Perché mai, per l'appunto, l'oggi ventinovenne Xavier Dolan, alla sua prima produzione in lingua inglese e con un cast pazzesco, ci ha appioppato una roba del genere? Dopo convincenti prove come l'esordio del 2009 J'Ai Tué Ma Mère e Mommy (e con il tema del rapporto madre / figlio che torna a mo' di loop infinito) l'enfant prodige del cinema québeco, che gira in pellicola e anche qui gioca in modo stucchevole con la profondità di campo, disperde un potenziale enorme per un film che ha perso già in partenza: tanto risulta pretenzioso e velleitario da non giustificare ogni trovata di regia. Il doppio binario è assolutamente asimmetrico e piuttosto che della morte e della vita di John F. Donovan, come il titolo originale riporta (quello italiano si avvicina maggiormente allo spirito di corrispondenza a distanza della pellicola), a venir fuori è la rabbia e la solitudine del personaggio del bambino. Il perché è presto detto: quando si parla di romanzo di formazione fino alla post-adolescenza l'autore, avendo vissuto il periodo, sa perfettamente di cosa parla. Chiaramente tutto si appiattisce quando si inscenano i dolori di un giovane trentenne, che teoricamente dovrebbe essere la figura centrale ma che manca completamente di forza, di equilibrio e di un'attenta geografia degli stati d'animo. L'abbraccio sotto la pioggia londinese della mamma Natalie Portman con il figlio che per presenziare un'audizione ha marinato la scuola è il vero punto alto di un film monco che vorrebbe prendere quota per poi rimanere nella superficie delle cose.

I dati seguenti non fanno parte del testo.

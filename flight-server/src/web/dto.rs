//! Data transfer objects for web requests and responses.

use serde::{Deserialize, Serialize};

use crate::domain::{AirportCode, FlightRecord, Itinerary, Leg, LegOutcome};
use crate::planner::RoutePath;

/// Query for the shortest route between two airports.
#[derive(Debug, Deserialize)]
pub struct ShortestRouteQuery {
    /// Start airport code
    pub origin: String,

    /// Target airport code
    pub destination: String,
}

/// Query for the nearest-price flight on a route.
#[derive(Debug, Deserialize)]
pub struct FlightSearchQuery {
    /// Start airport code
    pub origin: String,

    /// Target airport code
    pub destination: String,

    /// Target fare in major units, e.g. "460" or "460.00"
    pub price: String,
}

/// Request to plan and book a full itinerary.
#[derive(Debug, Deserialize)]
pub struct PlanItineraryRequest {
    /// Start airport code
    pub origin: String,

    /// Target airport code
    pub destination: String,

    /// Target fare per leg, major units
    pub target_price: f64,
}

/// Request to book one seat on a flight.
#[derive(Debug, Deserialize)]
pub struct BookFlightRequest {
    /// Flight identifier, e.g. "FL123"
    pub flight_id: String,
}

/// Request to cancel one booking on a flight.
#[derive(Debug, Deserialize)]
pub struct CancelFlightRequest {
    /// Flight identifier, e.g. "FL123"
    pub flight_id: String,
}

/// A flight in API responses.
#[derive(Debug, Serialize)]
pub struct FlightResult {
    /// Flight identifier
    pub flight_id: String,

    /// Departure airport code
    pub origin: String,

    /// Arrival airport code
    pub destination: String,

    /// Scheduled departure, "HH:MM"
    pub departure: String,

    /// Scheduled arrival, "HH:MM"
    pub arrival: String,

    /// Fare in major units, e.g. "450.00"
    pub price: String,

    /// Total seat capacity
    pub capacity: u32,

    /// Seats currently left, when known
    #[serde(skip_serializing_if = "Option::is_none")]
    pub seats_remaining: Option<u32>,
}

impl FlightResult {
    /// Build from a record plus an optional live seat count.
    pub fn from_record(record: &FlightRecord, seats_remaining: Option<u32>) -> Self {
        Self {
            flight_id: record.id.to_string(),
            origin: record.origin.to_string(),
            destination: record.destination.to_string(),
            departure: record.departure.to_string(),
            arrival: record.arrival.to_string(),
            price: record.price.to_string(),
            capacity: record.capacity,
            seats_remaining,
        }
    }
}

/// Response for a shortest-route query.
#[derive(Debug, Serialize)]
pub struct RouteResponse {
    /// Start airport code
    pub origin: String,

    /// Target airport code
    pub destination: String,

    /// Whether any path exists
    pub reachable: bool,

    /// Total distance in kilometres, when reachable
    #[serde(skip_serializing_if = "Option::is_none")]
    pub total_distance_km: Option<u64>,

    /// The airport sequence, empty when unreachable
    pub airports: Vec<String>,
}

impl RouteResponse {
    /// Response for a found path.
    pub fn found(path: &RoutePath) -> Self {
        Self {
            origin: path
                .airports
                .first()
                .map(ToString::to_string)
                .unwrap_or_default(),
            destination: path
                .airports
                .last()
                .map(ToString::to_string)
                .unwrap_or_default(),
            reachable: true,
            total_distance_km: Some(path.total_distance),
            airports: path.airports.iter().map(ToString::to_string).collect(),
        }
    }

    /// Response for an unreachable pair.
    pub fn unreachable(origin: AirportCode, destination: AirportCode) -> Self {
        Self {
            origin: origin.to_string(),
            destination: destination.to_string(),
            reachable: false,
            total_distance_km: None,
            airports: Vec::new(),
        }
    }
}

/// Response for a nearest-price search.
#[derive(Debug, Serialize)]
pub struct FlightSearchResponse {
    /// The closest-priced flight, absent when the route has none
    pub flight: Option<FlightResult>,
}

/// Response for a booking or cancellation.
#[derive(Debug, Serialize)]
pub struct BookingResponse {
    /// Flight identifier
    pub flight_id: String,

    /// Seats left after the operation
    pub seats_remaining: u32,
}

/// One leg of a planned itinerary.
#[derive(Debug, Serialize)]
pub struct LegResult {
    /// Departure airport code
    pub origin: String,

    /// Arrival airport code
    pub destination: String,

    /// "booked", "sold_out" or "no_flight"
    pub outcome: String,

    /// The matched flight, absent when the route has none
    #[serde(skip_serializing_if = "Option::is_none")]
    pub flight: Option<FlightResult>,
}

impl From<&Leg> for LegResult {
    fn from(leg: &Leg) -> Self {
        let (outcome, flight) = match &leg.outcome {
            LegOutcome::Booked {
                flight,
                seats_remaining,
            } => (
                "booked",
                Some(FlightResult::from_record(flight, Some(*seats_remaining))),
            ),
            LegOutcome::SoldOut { flight } => {
                ("sold_out", Some(FlightResult::from_record(flight, Some(0))))
            }
            LegOutcome::NoFlight => ("no_flight", None),
        };

        Self {
            origin: leg.origin.to_string(),
            destination: leg.destination.to_string(),
            outcome: outcome.to_string(),
            flight,
        }
    }
}

/// Response for an itinerary planning request.
#[derive(Debug, Serialize)]
pub struct ItineraryResponse {
    /// Start airport code
    pub origin: String,

    /// Target airport code
    pub destination: String,

    /// "complete", "partial" or "no_route"
    pub status: String,

    /// Total route distance in kilometres
    pub total_distance_km: u64,

    /// Legs in travel order
    pub legs: Vec<LegResult>,
}

impl From<&Itinerary> for ItineraryResponse {
    fn from(itinerary: &Itinerary) -> Self {
        Self {
            origin: itinerary.origin().to_string(),
            destination: itinerary.destination().to_string(),
            status: itinerary.status().to_string(),
            total_distance_km: itinerary.total_distance(),
            legs: itinerary.legs().iter().map(LegResult::from).collect(),
        }
    }
}

/// JSON error body.
#[derive(Debug, Serialize)]
pub struct ErrorResponse {
    /// Human-readable description
    pub error: String,
}

#[cfg(test)]
mod tests {
    use super::*;
    use crate::domain::{ClockTime, FlightId, Price};
    use std::sync::Arc;

    fn code(s: &str) -> AirportCode {
        AirportCode::parse(s).unwrap()
    }

    fn record() -> FlightRecord {
        FlightRecord::new(
            FlightId::parse("FL123").unwrap(),
            code("JFK"),
            code("LAX"),
            ClockTime::parse_hhmm("08:00").unwrap(),
            ClockTime::parse_hhmm("11:30").unwrap(),
            Price::from_major(450.0).unwrap(),
            180,
        )
        .unwrap()
    }

    #[test]
    fn flight_result_formats_fields() {
        let result = FlightResult::from_record(&record(), Some(12));
        assert_eq!(result.flight_id, "FL123");
        assert_eq!(result.departure, "08:00");
        assert_eq!(result.arrival, "11:30");
        assert_eq!(result.price, "450.00");
        assert_eq!(result.seats_remaining, Some(12));
    }

    #[test]
    fn flight_result_omits_unknown_seats() {
        let json = serde_json::to_value(FlightResult::from_record(&record(), None)).unwrap();
        assert!(json.get("seats_remaining").is_none());
        assert_eq!(json["price"], "450.00");
    }

    #[test]
    fn route_response_found() {
        let path = RoutePath {
            airports: vec![code("JFK"), code("ORD"), code("LAX")],
            total_distance: 2540,
        };
        let response = RouteResponse::found(&path);

        assert_eq!(response.origin, "JFK");
        assert_eq!(response.destination, "LAX");
        assert!(response.reachable);
        assert_eq!(response.total_distance_km, Some(2540));
        assert_eq!(response.airports, vec!["JFK", "ORD", "LAX"]);
    }

    #[test]
    fn route_response_unreachable_omits_distance() {
        let response = RouteResponse::unreachable(code("JFK"), code("HND"));
        assert!(!response.reachable);

        let json = serde_json::to_value(response).unwrap();
        assert!(json.get("total_distance_km").is_none());
        assert_eq!(json["airports"], serde_json::json!([]));
    }

    #[test]
    fn leg_result_outcomes() {
        let flight = Arc::new(record());

        let booked = LegResult::from(&Leg::new(
            code("JFK"),
            code("LAX"),
            LegOutcome::Booked {
                flight: Arc::clone(&flight),
                seats_remaining: 7,
            },
        ));
        assert_eq!(booked.outcome, "booked");
        assert_eq!(booked.flight.as_ref().unwrap().seats_remaining, Some(7));

        let sold_out = LegResult::from(&Leg::new(
            code("JFK"),
            code("LAX"),
            LegOutcome::SoldOut { flight },
        ));
        assert_eq!(sold_out.outcome, "sold_out");
        assert_eq!(sold_out.flight.as_ref().unwrap().seats_remaining, Some(0));

        let no_flight = LegResult::from(&Leg::new(code("JFK"), code("LAX"), LegOutcome::NoFlight));
        assert_eq!(no_flight.outcome, "no_flight");
        assert!(no_flight.flight.is_none());
    }

    #[test]
    fn itinerary_response_no_route() {
        let itinerary = Itinerary::no_route(code("JFK"), code("HND"));
        let response = ItineraryResponse::from(&itinerary);

        assert_eq!(response.status, "no_route");
        assert_eq!(response.total_distance_km, 0);
        assert!(response.legs.is_empty());
    }
}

Pare uno di quei film patinatissimi di Mike Figgis di fine anni '90 ovvero dopo la consacrazione dello stesso con gli Oscar a Leaving Las Vegas (altro presunto genio del firmamento hollywoodiano). E la colonna sonora abbastanza risaputa, composta di brani pop famosissimi lasciati in sottofondo in una sorta di diegesi autoriale, dà la sensazione di un giovane autore che dovrebbe fare un passo indietro, liberarsi dei giudizi positivi ad oggi accumulati e del potere produttivo notevole di cui dispone e tornare ad un cinema "altro": quello che fino a Juste la Fin Du Monde (2016) gli era riuscito benissimo.